Friday, September 4, 2009

Assessing the costs of adaptation to climate change

The International Institute for Environment and Development (UK) and the Grantham Institute for Climate Change, Imperial College London (UK) have released a report to assess the costs of adaptation to climate change compared with estimates from different studies, particularly UNFCCC estimates.

The timing couldn't be better: UNFCCC is preparing a pos-Kyoto agreement in December, in Copenhagen and Ban Ki-Moon has stated that tackling climate change should be a worldwide commitment.

How expensive it is to adapt to climate change? Is it cheaper to start mitigating climate change now when consequences are not yet fully known and felt? What are the cost uncertanties?
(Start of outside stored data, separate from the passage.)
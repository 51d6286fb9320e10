//! Shared utilities for expense analysis.
//!
//! Parsing helpers used by the loader and formatting helpers shared by the
//! chart renderer, the CSV exporter and the report assembler.

use once_cell::sync::Lazy;
use regex::Regex;

// =============================================================================
// String Parsing Utilities
// =============================================================================

/// Characters commonly used in numeric formatting that should be stripped.
pub const NUMERIC_FORMAT_CHARS: [char; 6] = [',', '$', '₹', '€', '£', ' '];

/// Common error/missing value markers in data.
pub const ERROR_MARKERS: [&str; 9] = [
    "error", "unknown", "n/a", "na", "nan", "null", "missing", "none", "#n/a",
];

/// Leading "Rs." / "Rs" / "INR" currency prefixes.
static CURRENCY_PREFIX: Lazy<Regex> =
    Lazy::new(|| Regex::new(r"(?i)^\s*(rs\.?|inr)\s*").expect("Invalid regex: currency prefix"));

/// Clean a string for numeric parsing by removing formatting characters.
///
/// # Example
///
/// ```rust,ignore
/// use expense_analysis::utils::clean_numeric_string;
///
/// assert_eq!(clean_numeric_string("Rs. 1,234.56"), "1234.56");
/// assert_eq!(clean_numeric_string("  42  "), "42");
/// ```
pub fn clean_numeric_string(s: &str) -> String {
    let mut result = CURRENCY_PREFIX.replace(s.trim(), "").into_owned();
    for c in NUMERIC_FORMAT_CHARS {
        result = result.replace(c, "");
    }
    result
}

/// Check if a string is an error/missing value marker.
pub fn is_error_marker(s: &str) -> bool {
    let lower = s.trim().to_ascii_lowercase();
    ERROR_MARKERS.iter().any(|&marker| lower == marker)
}

/// Try to parse a string as a numeric value (f64).
///
/// Handles currency prefixes and thousands separators. Non-finite values
/// are rejected.
pub fn parse_numeric_string(s: &str) -> Option<f64> {
    if is_error_marker(s) {
        return None;
    }
    let cleaned = clean_numeric_string(s);
    if cleaned.is_empty() {
        return None;
    }
    cleaned.parse::<f64>().ok().filter(|v| v.is_finite())
}

/// Normalize a header cell: trim and collapse inner runs of whitespace.
pub fn normalize_header(name: &str) -> String {
    name.split_whitespace().collect::<Vec<_>>().join(" ")
}

// =============================================================================
// Formatting Utilities
// =============================================================================

/// Round to two decimal places, the precision used by every exported table.
#[inline]
pub fn round2(value: f64) -> f64 {
    (value * 100.0).round() / 100.0
}

/// Divide, returning zero when the denominator is zero.
#[inline]
pub fn safe_div(numerator: f64, denominator: f64) -> f64 {
    if denominator == 0.0 {
        0.0
    } else {
        numerator / denominator
    }
}

/// Format a number with thousands separators and two decimals (`1,234.50`).
pub fn format_thousands(value: f64) -> String {
    let negative = value < 0.0;
    let fixed = format!("{:.2}", value.abs());
    let (int_part, frac_part) = fixed.split_once('.').unwrap_or((&fixed, "00"));

    let mut grouped = String::with_capacity(int_part.len() + int_part.len() / 3);
    for (i, ch) in int_part.chars().enumerate() {
        if i > 0 && (int_part.len() - i) % 3 == 0 {
            grouped.push(',');
        }
        grouped.push(ch);
    }

    format!("{}{}.{}", if negative { "-" } else { "" }, grouped, frac_part)
}

/// Format a currency amount as `"<prefix> 1,234.50"`.
pub fn format_currency(prefix: &str, value: f64) -> String {
    format!("{} {}", prefix, format_thousands(value))
}

/// Format a value with an SI suffix and two significant digits (`12k`, `1.5M`).
pub fn format_si(value: f64) -> String {
    const UNITS: [(f64, &str); 4] = [(1e9, "G"), (1e6, "M"), (1e3, "k"), (1.0, "")];

    if value == 0.0 {
        return "0".to_string();
    }

    let abs = value.abs();
    let (scale, suffix) = UNITS
        .iter()
        .copied()
        .find(|(scale, _)| abs >= *scale)
        .unwrap_or((1.0, ""));

    let scaled = value / scale;
    let magnitude = scaled.abs().log10().floor() as i32;
    let decimals = (1 - magnitude).max(0) as usize;
    let text = format!("{:.*}", decimals, scaled);
    let text = if text.contains('.') {
        text.trim_end_matches('0').trim_end_matches('.').to_string()
    } else {
        text
    };
    format!("{}{}", text, suffix)
}

/// Truncate a string to at most `max_chars` characters.
pub fn truncate_chars(s: &str, max_chars: usize) -> String {
    s.chars().take(max_chars).collect()
}

// =============================================================================
// Tests
// =============================================================================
Several studies have estimated the cost of adaptation to climate change (Figure 1. and Figure 2.)
Figure 1. Costs in developing countries, for 2010-2015
Figure 2. UNFCCC estimates of addtional annual investment needed by 2030

This study concludes that UNFCCC may be underestimating, because of assumptions. For example for Human Health...
"Human health
The UNFCCC estimates of costs of adaptation are the costs of the intervention set to prevent the additional burden of disease due to climate change for three health outcomes in low- and middleincome countries: diarrhoeal diseases, malaria and malnutrition. The estimates are in the range of $4–12 billion per year in 2030.
These three outcomes are not the total projected burden on human health from climate change.
That total has yet to be assessed accurately, but authors of the WHO study of the global disease burden estimate that these outcomes amount to 30–50% of the probable future total burden in 2030 in low- and middle-income countries (McMichael and Bertollini, 2009, personal communication).
A potential source of under-estimation is that the UNFCCC considers a narrow range of
development futures. It takes a single median population projection in which population numbers increase and cases of diarrhoea/malaria/malnutrition remain constant, i.e. there is steep relative decline in incidence. The present study considers this to be an optimistic assumption."